Upcoming near-infrared facilities (e.g., JWST/NIRCam, ELT/MICADO) will dramatically increase the detectability of galactic center Cepheids despite extreme extinction at optical wavelengths. In this work, we study the impact of dark matter (DM) annihilation on Cepheid stars in the inner parsec of the Milky Way. We show that at densities $ρ\sim 10^5 \, \text{GeV} \, \text{cm}^{-3}$, blue-loop evolution can be suppressed, preventing the formation of low-mass ($3$-$6 \, M_\odot$) short-period ($1$-$6$ days) Cepheids. A dearth of such variables could provide indirect evidence for DM heating. Notably, this effect occurs at lower DM densities than required to impact main-sequence stars. Future surveys will thus offer a novel, complementary probe of DM properties in galactic nuclei.

Figures (6)

• Figure 1: Vanishing blue loops: the evolution of $6$--$7~{\rm M}_\odot$ stars in the SM (black, solid) and with DM annihilation (red, dashed) with $m_{\rm DM}=1$ GeV, $\rho_{\rm DM}=10^5$ GeV/cm$^3$, and $v_{\rm DM}= 50$ km/s . The gray region shows the instability strip.
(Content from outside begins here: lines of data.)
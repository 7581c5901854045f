//! veripaper - heuristic authenticity scoring for academic-style text
//!
//! This library estimates the probability that a piece of academic-style
//! text was fabricated or machine-generated. It combines a static registry
//! of fabrication-indicator patterns with structural, citation and language
//! analyses, and can optionally blend in a second opinion from an external
//! LLM judgment provider.

// Deny all clippy warnings in this crate
#![deny(
    clippy::all,
    clippy::pedantic,
    clippy::nursery,
    missing_docs,
    missing_debug_implementations,
    missing_copy_implementations,
    trivial_casts,
    trivial_numeric_casts,
    unsafe_code,
    unused_import_braces,
    unused_qualifications
)]
// Allow some pedantic lints that are too noisy or not applicable
#![allow(
    clippy::module_name_repetitions,
    clippy::missing_errors_doc,
    clippy::cargo_common_metadata,
    clippy::cast_precision_loss,
    clippy::cast_possible_truncation,
    clippy::cast_sign_loss
)]

/// Library version
pub const VERSION: &str = env!("CARGO_PKG_VERSION");

pub mod analysis;
pub mod config;
pub mod engine;
pub mod error;
pub mod judge;
pub mod models;
pub mod output;
pub mod registry;
pub mod scoring;
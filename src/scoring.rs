//! Local score combinator
//!
//! Folds the pattern registry scan and the structural, citation, language
//! and marker analyses into a single bounded fake probability. Pure
//! function of the text and configuration: no I/O, no shared state, and
//! deterministic for identical input.

use crate::analysis::{citations, language, markers, structure, substantial_sentences};
use crate::config::ScoringConfig;
use crate::models::{
    CitationProfile, DetectedIssue, LanguageProfile, MarkerProfile, StructuralProfile,
    SuspiciousExcerpt,
};
use crate::registry::registry;

/// Maximum suspicious sentence excerpts kept per analysis
const MAX_EXCERPTS: usize = 10;
/// Characters kept per excerpt
const EXCERPT_CHARS: usize = 200;

/// Everything the local analysis produces for one text
#[derive(Debug, Clone, PartialEq)]
pub struct LocalAnalysis {
    /// Bounded fake probability from local signals only
    pub score: u8,
    /// Fabrication-indicator patterns that matched
    pub detected_issues: Vec<DetectedIssue>,
    /// Sentences containing pattern matches
    pub suspicious_excerpts: Vec<SuspiciousExcerpt>,
    /// Academic-structure summary
    pub structural_profile: StructuralProfile,
    /// Citation usage summary
    pub citation_profile: CitationProfile,
    /// Language statistics summary
    pub language_profile: LanguageProfile,
    /// Authenticity markers found
    pub marker_profile: MarkerProfile,
}

/// Compute the local fake probability and supporting analyses
///
/// The returned score is always within the configured clamp range. The
/// adjustments apply in a fixed order: pattern score, structure and length
/// penalties, weighted language suspicion, citation penalties, authenticity
/// bonuses, clamp, then the post-clamp length nudge.
#[must_use]
pub fn compute_local(text: &str, config: &ScoringConfig) -> LocalAnalysis {
    let reg = registry();
    let matches = reg.find_matches(text);
    let detected_issues = reg.issues_from_matches(&matches);
    let pattern_score = reg.score_from_matches(&matches);

    let structural_profile = structure::analyze(text);
    let citation_profile = citations::analyze(text);
    let language_profile = language::analyze(text, config.generic_phrases_feed_suspicion);
    let marker_profile = markers::analyze(text);

    let mut score = f64::from(pattern_score);

    if !structural_profile.has_proper_structure {
        score += f64::from(config.structure_penalty);
    }
    if structural_profile.word_count < config.short_text_words {
        score += f64::from(config.short_text_penalty);
    }

    score += f64::from(language_profile.suspicion_score) * config.language_weight;

    if citation_profile.issues.len() > config.citation_issue_min {
        score += f64::from(config.citation_issue_penalty);
    }
    let char_count = text.chars().count();
    if citation_profile.total_citations == 0 && char_count > config.no_citation_chars {
        score += f64::from(config.no_citation_penalty);
    }

    if marker_profile.total_points > config.marker_bonus_min {
        score -= f64::from(config.marker_bonus);
    }
    if citation_profile.total_citations > config.citation_bonus_min {
        score -= f64::from(config.citation_bonus);
    }
    if language_profile.naturalness > config.naturalness_bonus_min {
        score -= f64::from(config.naturalness_bonus);
    }

    let floor = config.score_floor;
    let ceiling = config.score_ceiling;
    let mut bounded =
        score.clamp(f64::from(floor), f64::from(ceiling)).round() as u8;

    // Length nudge happens after clamping and stays within the bounds:
    // short texts are harder to judge, long fabricated texts accumulate
    // more issues.
    if structural_profile.word_count < config.brief_words {
        bounded = bounded.saturating_sub(config.brief_adjustment).max(floor);
    } else if structural_profile.word_count > config.long_words {
        bounded = bounded.saturating_add(config.long_adjustment).min(ceiling);
    }

    let suspicious_excerpts = collect_excerpts(text);

    LocalAnalysis {
        score: bounded,
        detected_issues,
        suspicious_excerpts,
        structural_profile,
        citation_profile,
        language_profile,
        marker_profile,
    }
}

/// Collect sentences that contain a penalizing pattern match
fn collect_excerpts(text: &str) -> Vec<SuspiciousExcerpt> {
    let reg = registry();
    let mut excerpts = Vec::new();

    'sentences: for (index, sentence) in substantial_sentences(text).iter().enumerate() {
        for entry in reg.entries() {
            if entry.weight > 0 && entry.is_match(sentence) {
                excerpts.push(SuspiciousExcerpt {
                    sentence_index: index + 1,
                    excerpt: sentence.chars().take(EXCERPT_CHARS).collect(),
                    category: entry.category,
                    severity: entry.severity,
                });
                if excerpts.len() >= MAX_EXCERPTS {
                    break 'sentences;
                }
                continue 'sentences;
            }
        }
    }

    excerpts
}
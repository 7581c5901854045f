//! Value objects produced by the scoring engine
//!
//! Every analysis creates these fresh; nothing here is shared or mutated
//! across requests.

mod issue;
mod profiles;
mod severity;
mod verdict;

pub use issue::{Category, DetectedIssue, SuspiciousExcerpt};
pub use profiles::{CitationProfile, LanguageProfile, MarkerProfile, StructuralProfile};
pub use severity::Severity;
pub use verdict::{AnalysisMethod, AuthenticityVerdict, Confidence};
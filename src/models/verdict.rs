//! Authenticity verdict model
//!
//! The final output of the engine: a bounded fake-probability estimate with
//! the supporting analyses and deterministic recommendations. Intended to
//! be serialized as-is by whatever transport layer sits in front of the
//! engine.

use serde::{Deserialize, Serialize};

use super::{
    CitationProfile, DetectedIssue, LanguageProfile, MarkerProfile, StructuralProfile,
    SuspiciousExcerpt,
};

/// Confidence band for a verdict
#[derive(Debug, Clone, Copy, PartialEq, Eq, Serialize, Deserialize)]
pub enum Confidence {
    /// Probability far from the midpoint, signals agree
    High,
    /// Probability in the ambiguous middle range
    Medium,
    /// Local and external signals disagree strongly
    Low,
}

impl std::fmt::Display for Confidence {
    fn fmt(&self, f: &mut std::fmt::Formatter<'_>) -> std::fmt::Result {
        match self {
            Self::High => write!(f, "High"),
            Self::Medium => write!(f, "Medium"),
            Self::Low => write!(f, "Low"),
        }
    }
}

/// Which signal sources contributed to the verdict
#[derive(Debug, Clone, Copy, PartialEq, Eq, Serialize, Deserialize)]
#[serde(rename_all = "snake_case")]
pub enum AnalysisMethod {
    /// Heuristic analysis only
    LocalOnly,
    /// Heuristic analysis blended with an external judgment
    Combined,
}

impl std::fmt::Display for AnalysisMethod {
    fn fmt(&self, f: &mut std::fmt::Formatter<'_>) -> std::fmt::Result {
        match self {
            Self::LocalOnly => write!(f, "local_only"),
            Self::Combined => write!(f, "combined"),
        }
    }
}

/// The engine's final judgment on a piece of text
#[derive(Debug, Clone, PartialEq, Serialize, Deserialize)]
pub struct AuthenticityVerdict {
    /// Estimated probability the text is fabricated, always in [5, 95]
    pub fake_probability: u8,

    /// Whether the probability crosses the likely-fake threshold
    pub is_likely_fake: bool,

    /// Confidence band for the estimate
    pub confidence: Confidence,

    /// Fabrication-indicator patterns that matched
    pub detected_issues: Vec<DetectedIssue>,

    /// Sentences containing pattern matches, capped at 10
    pub suspicious_excerpts: Vec<SuspiciousExcerpt>,

    /// Academic-structure summary
    pub structural_profile: StructuralProfile,

    /// Citation usage summary
    pub citation_profile: CitationProfile,

    /// Language statistics summary
    pub language_profile: LanguageProfile,

    /// Authenticity markers found
    pub marker_profile: MarkerProfile,

    /// Reviewer-facing recommendations, deterministic for identical inputs
    pub recommendations: Vec<String>,

    /// Coarse quality tag: "Good", "Fair" or "Poor"
    pub quality_label: String,

    /// Which signal sources contributed
    pub analysis_method: AnalysisMethod,

    /// Original file name, carried through untouched
    #[serde(skip_serializing_if = "Option::is_none")]
    pub file_name: Option<String>,

    /// When this verdict was produced (RFC 3339)
    pub timestamp: String,
}
//! Structural analyzer
//!
//! Approximates "does this look like a real paper". Each canonical section
//! is detected by a minimum-length proximity pattern: the section keyword
//! followed by a minimum amount of subsequent text, a crude proxy for "this
//! heading is followed by actual content" rather than mere keyword
//! presence.

use std::collections::BTreeMap;

use once_cell::sync::Lazy;
use regex::{Regex, RegexBuilder};

use crate::models::StructuralProfile;

use super::split_sentences;

/// Sections found must reach this count for proper structure
const MIN_SECTIONS: usize = 4;

static SECTION_PATTERNS: Lazy<Vec<(&'static str, Regex)>> = Lazy::new(|| {
    let build = |pattern: &str| {
        RegexBuilder::new(pattern)
            .case_insensitive(true)
            .build()
            .expect("invalid section pattern")
    };
    vec![
        ("abstract", build(r"abstract[\s\S]{50,500}")),
        ("introduction", build(r"introduction[\s\S]{100,1000}")),
        ("methodology", build(r"(?:methodology|methods)[\s\S]{100,1000}")),
        ("results", build(r"results[\s\S]{100,1000}")),
        ("discussion", build(r"discussion[\s\S]{100,1000}")),
        ("conclusion", build(r"conclusion[\s\S]{50,500}")),
        ("references", build(r"(?:references|bibliography)[\s\S]{50,}")),
    ]
});

/// Scan for canonical academic sections and basic size counts
///
/// Tolerates empty or very short text; counts simply become zero.
#[must_use]
pub fn analyze(text: &str) -> StructuralProfile {
    let mut found_sections = BTreeMap::new();
    let mut missing_sections = Vec::new();
    let mut total_sections_found = 0;

    for (name, pattern) in SECTION_PATTERNS.iter() {
        let present = pattern.is_match(text);
        found_sections.insert((*name).to_string(), present);
        if present {
            total_sections_found += 1;
        } else {
            missing_sections.push((*name).to_string());
        }
    }

    let word_count = text.split_whitespace().count();
    let sentence_count = split_sentences(text).len();

    StructuralProfile {
        found_sections,
        missing_sections,
        total_sections_found,
        word_count,
        sentence_count,
        has_proper_structure: total_sections_found >= MIN_SECTIONS,
    }
}
//! Tests for the local score combinator

use veripaper::config::ScoringConfig;
use veripaper::scoring::compute_local;

use super::common::{suspicious_short_text, well_structured_paper};

#[test]
fn test_score_bounded_for_all_inputs() {
    let config = ScoringConfig::default();
    let inputs = [
        String::new(),
        " \n\t ".to_string(),
        "word".to_string(),
        suspicious_short_text(),
        well_structured_paper(),
        "100% accuracy. p < 0.0001. ".repeat(200),
        "x".repeat(50_000),
    ];
    for text in &inputs {
        let analysis = compute_local(text, &config);
        assert!(
            (5..=95).contains(&analysis.score),
            "score {} out of bounds for input of {} chars",
            analysis.score,
            text.len()
        );
    }
}

#[test]
fn test_local_analysis_bit_identical_across_calls() {
    let config = ScoringConfig::default();
    let text = suspicious_short_text();
    let a = compute_local(&text, &config);
    let b = compute_local(&text, &config);
    assert_eq!(a.score, b.score);
    assert_eq!(a.detected_issues, b.detected_issues);
    assert_eq!(a.structural_profile, b.structural_profile);
    assert_eq!(a.citation_profile, b.citation_profile);
    assert_eq!(a.language_profile, b.language_profile);
    assert_eq!(a.marker_profile, b.marker_profile);
}

#[test]
fn test_empty_input_stability() {
    let analysis = compute_local("", &ScoringConfig::default());
    assert_eq!(analysis.structural_profile.word_count, 0);
    assert_eq!(analysis.structural_profile.sentence_count, 0);
    assert!(!analysis.structural_profile.has_proper_structure);
    assert!(analysis.detected_issues.is_empty());
    assert!(analysis.suspicious_excerpts.is_empty());
}

#[test]
fn test_fabricated_short_text_scores_high() {
    // One perfect-results claim, three impossible p-values, no structure
    let analysis = compute_local(&suspicious_short_text(), &ScoringConfig::default());

    assert!(
        analysis.detected_issues.iter().any(|i| i.kind == "Perfect Results Claims"),
        "expected a perfect-results issue"
    );
    assert!(
        analysis.detected_issues.iter().any(|i| i.kind == "Suspicious Statistics"),
        "expected a suspicious-statistics issue"
    );
    let stats = analysis
        .detected_issues
        .iter()
        .find(|i| i.kind == "Suspicious Statistics")
        .unwrap();
    assert_eq!(stats.count, 3);
    assert!(!analysis.structural_profile.has_proper_structure);
    assert!(analysis.score >= 60, "score was {}", analysis.score);
}

#[test]
fn test_well_structured_paper_scores_low() {
    let analysis = compute_local(&well_structured_paper(), &ScoringConfig::default());

    assert!(analysis.structural_profile.has_proper_structure);
    assert_eq!(analysis.structural_profile.total_sections_found, 7);
    assert!(analysis.detected_issues.is_empty());
    assert_eq!(analysis.citation_profile.author_year, 10);
    assert!(analysis.score <= 40, "score was {}", analysis.score);
}

#[test]
fn test_added_high_severity_matches_never_decrease_score() {
    let config = ScoringConfig::default();
    let base = suspicious_short_text();
    let mut extended = base.clone();
    extended.push_str(
        " Later trials also reported 100% accuracy. \
         The last audit again confirmed 100% accuracy.",
    );

    let base_score = compute_local(&base, &config).score;
    let extended_score = compute_local(&extended, &config).score;
    assert!(
        extended_score >= base_score,
        "adding high-severity matches lowered the score: {base_score} -> {extended_score}"
    );
}

#[test]
fn test_generic_phrase_toggle_changes_score_only_when_enabled() {
    let text = "This comprehensive analysis yields significant findings with important \
                implications. In conclusion, further research is needed. A comprehensive \
                analysis of the data confirms the trend across every site we visited.";

    let reported = compute_local(text, &ScoringConfig::default());

    let fed_config = ScoringConfig {
        generic_phrases_feed_suspicion: true,
        ..ScoringConfig::default()
    };
    let fed = compute_local(text, &fed_config);

    assert!(reported.language_profile.generic_phrase_count > 3);
    assert!(fed.language_profile.suspicion_score > reported.language_profile.suspicion_score);
    assert!(fed.score >= reported.score);
}

#[test]
fn test_authenticity_markers_reduce_score() {
    let bare = "The trial spanned four months with uneven coverage by cohort. \
                Sampling quality varied substantially between waves of collection.";
    let marked = "The trial spanned four months with uneven coverage by cohort. \
                  Sampling quality varied substantially between waves of collection. \
                  Data collection began on March 12, 2023 at the University of Somewhere, \
                  with oversight from the Department of Biology. Findings appeared in Nature \
                  and PLOS venues. See [1], [2], [3], [4], [5] and (Smith et al., 2021). \
                  Correspondence: lead@example.edu. Review notes were filed on June 3, 2023 \
                  and again on July 9, 2023 with the Institute of Metrics.";

    let config = ScoringConfig::default();
    let bare_score = compute_local(bare, &config).score;
    let marked_analysis = compute_local(marked, &config);

    assert!(marked_analysis.marker_profile.total_points > 8);
    assert!(
        marked_analysis.score <= bare_score,
        "markers did not reduce the score: {bare_score} -> {}",
        marked_analysis.score
    );
}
• Figure 2: Hertzsprung-Russell Diagram of the evolution of a $6~{\rm M}_\odot$ star with metallicity $Z=0.02$ and initial helium abundance $Y=0.29$, consistent with galactic center stars. The gray region is the Cepheid instability strip.
• Figure 3: Capture fraction for a $5.5~{\rm M}_\odot$ Cepheid of radius $50 \,R_\odot$, assuming spin-dependent interactions and $70.6\%$ hydrogen by mass, computed using Asteria Leane:2023woh. Dashed lines indicate direct detection constraints from CRESST CRESST:2022dtl and LUX LUX:2017ree.
• Figure 4: Evolution of $6$--$11~{\rm M}_\odot$ stars for the SM (black, solid) and under DM annihilation (red, dashed) with $m_{\rm DM}=1$ GeV, $\rho_{\rm DM}=10^5$ GeV/cm$^3$, and $v_{\rm DM}= 50$ km/s. The gray region shows the instability strip.
• Figure 5: Kippenhahn diagrams showing the $^4$He mass fraction for $6~{\rm M}_\odot$ stars during the dredge up and the start of the blue loop. The x-axis proceeds monotonically in time, and the y-axis shows the enclosed stellar mass within a shell. Both a SM star (upper) and a star evolving under DM energy injection (lower) are shown. The DM plot uses $m_{\rm DM}=1$ GeV, $\rho_{\rm DM}=10^5$ GeV/cm$^3$, and $v_{\rm DM}=50$ km/s. The blue dashed lines indicate the location of the helium core.